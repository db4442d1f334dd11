//! The chunked `ACSE` / `ACSe` container.
//!
//! A chunk is a four-character id, a little-endian length, and a
//! payload. Unknown chunks are skipped. Each recognised chunk has its
//! own reader that validates its own payload; chunks are processed in
//! dependency order, not file order.

use super::{acs0, decrypt_cstr, scan_cstr, Cursor, LoadCtx, STR_ITER_DEFAULT};
use crate::error::{Error, Result};
use crate::module::{ArrayImport, ArrayInit, Module, RegImport, WordInit};
use crate::script::{Function, Script, ScriptFlags, ScriptType};
use crate::string::{StringIdx, STR_NONE};
use crate::Word;

pub(super) fn read(
    module: &mut Module,
    bytes: &[u8],
    ctx: &mut LoadCtx,
    encrypted: bool,
) -> Result<Vec<Vec<u8>>> {
    let chunk_off = Cursor::at(bytes, 4).get_u32("chunk table offset")? as usize;
    read_chunks(module, bytes, ctx, chunk_off, encrypted, false)
}

struct Chunk<'a> {
    id: [u8; 4],
    data: &'a [u8],
}

fn chunk_err(id: [u8; 4], reason: &'static str) -> Error {
    Error::BadChunk { id: String::from_utf8_lossy(&id).into_owned(), reason }
}

pub(super) fn read_chunks(
    module: &mut Module,
    bytes: &[u8],
    ctx: &mut LoadCtx,
    chunk_off: usize,
    encrypted: bool,
    fake_acs0: bool,
) -> Result<Vec<Vec<u8>>> {
    if chunk_off > bytes.len() {
        return Err(Error::Truncated("chunk table offset out of range"));
    }

    let mut chunks: Vec<Chunk> = Vec::new();
    let mut pos = chunk_off;
    while pos + 8 <= bytes.len() {
        let id: [u8; 4] = bytes[pos..pos + 4].try_into().unwrap();
        let len = Cursor::at(bytes, pos + 4).get_u32("chunk length")? as usize;
        let start = pos + 8;
        if start + len > bytes.len() {
            return Err(chunk_err(id, "length runs past end of file"));
        }
        chunks.push(Chunk { id, data: &bytes[start..start + len] });
        pos = start + len;
    }

    let imports = {
        let mut loader = Chunker {
            module: &mut *module,
            ctx: &mut *ctx,
            encrypted,
            fake_acs0,
            imports: Vec::new(),
        };
        loader.process(&chunks)?;
        loader.imports
    };

    acs0::finish(module, bytes, ctx);
    Ok(imports)
}

struct Chunker<'m, 'c> {
    module: &'m mut Module,
    ctx: &'m mut LoadCtx<'c>,
    encrypted: bool,
    fake_acs0: bool,
    imports: Vec<Vec<u8>>,
}

impl<'m, 'c> Chunker<'m, 'c> {
    fn process(&mut self, chunks: &[Chunk<'_>]) -> Result<()> {
        // String tables first (everything else names through them), then
        // declarations, then the tables that reference them.
        const ORDER: &[&[u8; 4]] = &[
            b"STRL", b"STRE", b"SNAM", b"FNAM", b"MEXP", b"ARAY", b"AIMP", b"MIMP", b"MINI",
            b"AINI", b"MSTR", b"ASTR", b"ATAG", b"FUNC", b"FARY", b"SPTR", b"SFLG", b"SVCT",
            b"SARY", b"JUMP", b"LOAD",
        ];
        for want in ORDER {
            for chunk in chunks.iter().filter(|c| &c.id == *want) {
                self.dispatch(chunk)?;
            }
        }
        for chunk in chunks {
            if !ORDER.iter().any(|w| *w == &chunk.id) {
                log::debug!(
                    "skipping unknown chunk {:?} ({} bytes)",
                    String::from_utf8_lossy(&chunk.id),
                    chunk.data.len()
                );
            }
        }
        Ok(())
    }

    fn dispatch(&mut self, chunk: &Chunk<'_>) -> Result<()> {
        let d = chunk.data;
        match &chunk.id {
            b"STRL" => self.str_tab(chunk.id, d, true, self.encrypted).map(|v| {
                self.module.strings = v;
            }),
            b"STRE" => self.str_tab(chunk.id, d, true, true).map(|v| {
                self.module.strings = v;
            }),
            b"SNAM" => self.str_tab(chunk.id, d, false, false).map(|v| {
                self.module.scr_names = v;
            }),
            b"FNAM" => self.str_tab(chunk.id, d, false, false).map(|v| {
                self.module.func_names = v;
            }),
            b"MEXP" => self.str_tab(chunk.id, d, false, false).map(|v| {
                self.module.reg_names = v;
            }),
            b"ARAY" => self.aray(chunk.id, d),
            b"AIMP" => self.aimp(chunk.id, d),
            b"MIMP" => self.mimp(d),
            b"MINI" => self.mini(chunk.id, d),
            b"AINI" => self.aini(chunk.id, d),
            b"MSTR" => self.word_list(d).map(|v| {
                self.module.str_regs = v;
            }),
            b"ASTR" => self.word_list(d).map(|v| {
                self.module.str_arrs = v;
            }),
            b"ATAG" => self.atag(chunk.id, d),
            b"FUNC" => self.func(chunk.id, d),
            b"FARY" => self.fary(chunk.id, d),
            b"SPTR" => self.sptr(chunk.id, d),
            b"SFLG" => self.sflg(chunk.id, d),
            b"SVCT" => self.svct(chunk.id, d),
            b"SARY" => self.sary(chunk.id, d),
            b"JUMP" => self.jump(d),
            b"LOAD" => self.load(d),
            _ => Ok(()),
        }
    }

    /// Common string-table shape: optional pad word, count, optional pad
    /// word, chunk-relative offsets, then the string bytes.
    fn str_tab(
        &mut self,
        id: [u8; 4],
        d: &[u8],
        junk: bool,
        encrypted: bool,
    ) -> Result<Vec<StringIdx>> {
        let mut cur = Cursor::new(d);
        if junk {
            cur.skip(4);
        }
        let count = cur.get_u32("string count").map_err(|_| chunk_err(id, "missing count"))? as usize;
        if junk {
            cur.skip(4);
        }
        if cur.remaining() / 4 < count {
            return Err(chunk_err(id, "offset table truncated"));
        }
        let mut out = Vec::with_capacity(count);
        for _ in 0..count {
            let off = cur.get_u32("string offset")? as usize;
            if off > d.len() {
                return Err(chunk_err(id, "string offset out of range"));
            }
            let content = if encrypted {
                decrypt_cstr(d, off, STR_ITER_DEFAULT)
            } else {
                scan_cstr(d, off).to_vec()
            };
            out.push(self.ctx.strings.intern(&content));
        }
        Ok(out)
    }

    fn word_list(&mut self, d: &[u8]) -> Result<Vec<Word>> {
        let mut cur = Cursor::new(d);
        let mut out = Vec::with_capacity(d.len() / 4);
        while cur.remaining() >= 4 {
            out.push(cur.get_u32("word")?);
        }
        Ok(out)
    }

    fn aray(&mut self, id: [u8; 4], d: &[u8]) -> Result<()> {
        if d.len() % 8 != 0 {
            return Err(chunk_err(id, "expected 8-byte records"));
        }
        let mut cur = Cursor::new(d);
        while cur.remaining() >= 8 {
            let idx = cur.get_u32("array index")? as usize;
            let size = cur.get_u32("array size")?;
            if idx >= self.module.arr_sizes.len() {
                self.module.arr_sizes.resize(idx + 1, 0);
            }
            self.module.arr_sizes[idx] = size;
        }
        Ok(())
    }

    fn aimp(&mut self, id: [u8; 4], d: &[u8]) -> Result<()> {
        let mut cur = Cursor::new(d);
        let count = cur.get_u32("import count").map_err(|_| chunk_err(id, "missing count"))?;
        for _ in 0..count {
            let idx = cur.get_u32("array index").map_err(|_| chunk_err(id, "record truncated"))?;
            let size = cur.get_u32("array size").map_err(|_| chunk_err(id, "record truncated"))?;
            let name = cur.get_cstr().to_vec();
            if name.is_empty() {
                return Err(chunk_err(id, "empty import name"));
            }
            let name = self.ctx.strings.intern(&name);
            if idx as usize >= self.module.arr_sizes.len() {
                self.module.arr_sizes.resize(idx as usize + 1, 0);
            }
            self.module.arr_imports.push(ArrayImport { idx, size, name });
        }
        Ok(())
    }

    fn mimp(&mut self, d: &[u8]) -> Result<()> {
        let mut cur = Cursor::new(d);
        while cur.remaining() >= 5 {
            let idx = cur.get_u32("register index")?;
            let name = cur.get_cstr().to_vec();
            if name.is_empty() {
                continue;
            }
            let name = self.ctx.strings.intern(&name);
            self.module.reg_imports.push(RegImport { idx, name });
        }
        Ok(())
    }

    fn mini(&mut self, id: [u8; 4], d: &[u8]) -> Result<()> {
        if d.len() < 4 || d.len() % 4 != 0 {
            return Err(chunk_err(id, "expected index plus words"));
        }
        let mut cur = Cursor::new(d);
        let first = cur.get_u32("first register")?;
        let mut vals = Vec::new();
        while cur.remaining() >= 4 {
            vals.push(cur.get_u32("value")?);
        }
        self.module.reg_inits.push(WordInit { first, vals });
        Ok(())
    }

    fn aini(&mut self, id: [u8; 4], d: &[u8]) -> Result<()> {
        if d.len() < 4 || d.len() % 4 != 0 {
            return Err(chunk_err(id, "expected index plus words"));
        }
        let mut cur = Cursor::new(d);
        let arr = cur.get_u32("array index")?;
        let mut vals = Vec::new();
        while cur.remaining() >= 4 {
            vals.push(cur.get_u32("value")?);
        }
        self.module.arr_inits.push(ArrayInit { arr, vals });
        Ok(())
    }

    fn atag(&mut self, id: [u8; 4], d: &[u8]) -> Result<()> {
        let mut cur = Cursor::new(d);
        let version = cur.get_u8("version").map_err(|_| chunk_err(id, "missing version"))?;
        if version != 0 {
            log::warn!("ATAG version {version} not understood, skipping");
            return Ok(());
        }
        let arr = cur.get_u32("array index").map_err(|_| chunk_err(id, "missing array index"))?;
        let tags = d[cur.pos()..].to_vec();
        self.module.arr_tags.push((arr, tags));
        Ok(())
    }

    fn func(&mut self, id: [u8; 4], d: &[u8]) -> Result<()> {
        if d.len() % 8 != 0 {
            return Err(chunk_err(id, "expected 8-byte records"));
        }
        let mut cur = Cursor::new(d);
        while cur.remaining() >= 8 {
            let argc = cur.get_u8("argc")? as u32;
            let locals = cur.get_u8("local count")? as u32;
            let has_return = cur.get_u8("has-return flag")? != 0;
            cur.skip(1);
            let offset = cur.get_u32("code offset")?;
            self.module.functions.push(Function {
                argc,
                loc_reg_count: argc + locals,
                loc_arr_count: 0,
                has_return,
                code_idx: offset,
                module: 0,
            });
        }
        Ok(())
    }

    fn fary(&mut self, id: [u8; 4], d: &[u8]) -> Result<()> {
        if d.len() % 4 != 0 {
            return Err(chunk_err(id, "expected 4-byte records"));
        }
        let mut cur = Cursor::new(d);
        while cur.remaining() >= 4 {
            let idx = cur.get_u16("function index")? as usize;
            let count = cur.get_u16("array count")? as u32;
            if let Some(f) = self.module.functions.get_mut(idx) {
                f.loc_arr_count = count;
            } else {
                log::warn!("FARY names function {idx} which does not exist");
            }
        }
        Ok(())
    }

    /// Script pointers. Two record widths exist; the width is inferred
    /// from the chunk length, biased by whether the container wears a
    /// fake ACS0 stub (the old toolchain emitted 8-byte records).
    fn sptr(&mut self, id: [u8; 4], d: &[u8]) -> Result<()> {
        let twelve = d.len() % 12 == 0;
        let eight = d.len() % 8 == 0;
        let wide = match (twelve, eight) {
            (true, true) => !self.fake_acs0,
            (true, false) => true,
            (false, true) => false,
            (false, false) => return Err(chunk_err(id, "length fits neither record width")),
        };
        let mut cur = Cursor::new(d);
        while cur.remaining() >= if wide { 12 } else { 8 } {
            let (raw_id, stype, argc, offset) = if wide {
                let raw_id = cur.get_i16("script id")?;
                let stype = cur.get_u16("script type")? as Word;
                let offset = cur.get_u32("script offset")?;
                let argc = cur.get_u32("script argc")?;
                (raw_id, stype, argc, offset)
            } else {
                let raw_id = cur.get_i16("script id")?;
                let stype = cur.get_u8("script type")? as Word;
                let argc = cur.get_u8("script argc")? as u32;
                let offset = cur.get_u32("script offset")?;
                (raw_id, stype, argc, offset)
            };
            let (number, name) = self.script_name(raw_id);
            self.module.scripts.push(Script {
                number,
                name,
                stype: ScriptType::from_word(stype),
                flags: ScriptFlags::empty(),
                argc,
                loc_reg_count: self.ctx.script_locals_default.max(argc),
                loc_arr_count: 0,
                code_idx: offset,
                module: 0,
            });
        }
        Ok(())
    }

    /// A negative raw id is a named script: its bit-inverse indexes the
    /// SNAM table. The raw value stays as the matching key either way.
    fn script_name(&self, raw_id: i16) -> (Word, Option<StringIdx>) {
        let number = raw_id as i32 as Word;
        if raw_id < 0 {
            let idx = !raw_id as usize;
            let name = self.module.scr_names.get(idx).copied().unwrap_or(STR_NONE);
            (number, Some(name))
        } else {
            (number, None)
        }
    }

    fn sflg(&mut self, id: [u8; 4], d: &[u8]) -> Result<()> {
        if d.len() % 4 != 0 {
            return Err(chunk_err(id, "expected 4-byte records"));
        }
        let mut cur = Cursor::new(d);
        while cur.remaining() >= 4 {
            let raw_id = cur.get_i16("script id")? as i32 as Word;
            let flags = ScriptFlags::from_bits_truncate(cur.get_u16("flags")?);
            for scr in self.module.scripts.iter_mut().filter(|s| s.number == raw_id) {
                scr.flags = flags;
            }
        }
        Ok(())
    }

    fn svct(&mut self, id: [u8; 4], d: &[u8]) -> Result<()> {
        if d.len() % 4 != 0 {
            return Err(chunk_err(id, "expected 4-byte records"));
        }
        let mut cur = Cursor::new(d);
        while cur.remaining() >= 4 {
            let raw_id = cur.get_i16("script id")? as i32 as Word;
            let count = cur.get_u16("register count")? as u32;
            for scr in self.module.scripts.iter_mut().filter(|s| s.number == raw_id) {
                scr.loc_reg_count = count.max(scr.argc);
            }
        }
        Ok(())
    }

    fn sary(&mut self, id: [u8; 4], d: &[u8]) -> Result<()> {
        if d.len() % 4 != 0 {
            return Err(chunk_err(id, "expected 4-byte records"));
        }
        let mut cur = Cursor::new(d);
        while cur.remaining() >= 4 {
            let raw_id = cur.get_i16("script id")? as i32 as Word;
            let count = cur.get_u16("array count")? as u32;
            for scr in self.module.scripts.iter_mut().filter(|s| s.number == raw_id) {
                scr.loc_arr_count = count;
            }
        }
        Ok(())
    }

    fn jump(&mut self, d: &[u8]) -> Result<()> {
        let mut cur = Cursor::new(d);
        while cur.remaining() >= 4 {
            self.module.jumps.push(cur.get_u32("jump target")?);
        }
        Ok(())
    }

    fn load(&mut self, d: &[u8]) -> Result<()> {
        let mut cur = Cursor::new(d);
        while cur.remaining() > 0 {
            let name = cur.get_cstr();
            if !name.is_empty() {
                self.imports.push(name.to_vec());
            }
        }
        Ok(())
    }
}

**Aim of the exercise:** Where does the string "STRL" appear in the records above? Return every line that holds it.

**Finished task:**
            b"STRL", b"STRE", b"SNAM", b"FNAM", b"MEXP", b"ARAY", b"AIMP", b"MIMP", b"MINI",
            b"STRL" => self.str_tab(chunk.id, d, true, self.encrypted).map(|v| {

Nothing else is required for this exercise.